Start of Records shown

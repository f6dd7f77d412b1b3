//! Logging infrastructure for palaver
//!
//! Logs are written to `~/.local/state/palaver/palaver.log` following XDG
//! standards.

use crate::config::{Config, LoggingConfig};
use std::path::PathBuf;
use tracing_appender::rolling::{RollingFileAppender, Rotation};
use tracing_subscriber::{
    fmt::{self, format::FmtSpan},
    layer::SubscriberExt,
    util::SubscriberInitExt,
    EnvFilter,
};

/// Initialize the logging system
///
/// Sets up tracing with:
/// - File output to XDG state directory
/// - Log rotation
/// - Configurable log level via config or RUST_LOG env var
pub fn init(config: &LoggingConfig) -> crate::error::Result<LoggingGuard> {
    let log_dir = Config::state_dir();

    // Create log directory if it doesn't exist
    std::fs::create_dir_all(&log_dir)?;

    // Create file appender with daily rotation
    let file_appender = RollingFileAppender::new(Rotation::DAILY, &log_dir, "palaver.log");

    // Non-blocking writer for better performance
    let (non_blocking, guard) = tracing_appender::non_blocking(file_appender);

    // Build the filter from config or env var
    let filter =
        EnvFilter::try_from_default_env().unwrap_or_else(|_| EnvFilter::new(&config.level));

    // File layer - structured logging with timestamps
    let file_layer = fmt::layer()
        .with_writer(non_blocking)
        .with_ansi(false)
        .with_target(true)
        .with_file(true)
        .with_line_number(true);

    // Initialize the subscriber
    tracing_subscriber::registry()
        .with(filter)
        .with(file_layer)
        .init();

    tracing::info!(
        log_dir = %log_dir.display(),
        level = %config.level,
        "Logging initialized"
    );

    Ok(LoggingGuard { _guard: guard })
}

/// Initialize logging for tests (logs to stdout)
pub fn init_test() {
    let _ = tracing_subscriber::fmt()
        .with_env_filter(EnvFilter::from_default_env())
        .with_test_writer()
        .with_span_events(FmtSpan::CLOSE)
        .try_init();
}

/// Guard that keeps the logging system alive
///
/// When dropped, flushes any pending log writes.
pub struct LoggingGuard {
    _guard: tracing_appender::non_blocking::WorkerGuard,
}

/// Returns the log file path
pub fn log_file_path() -> PathBuf {
    Config::log_path()
}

End of Records shown

__Task statement__.
Every line holding the word "crate" should be copied out of the records above.

__Answer to this task__.
use crate::config::{Config, LoggingConfig};
pub fn init(config: &LoggingConfig) -> crate::error::Result<LoggingGuard> {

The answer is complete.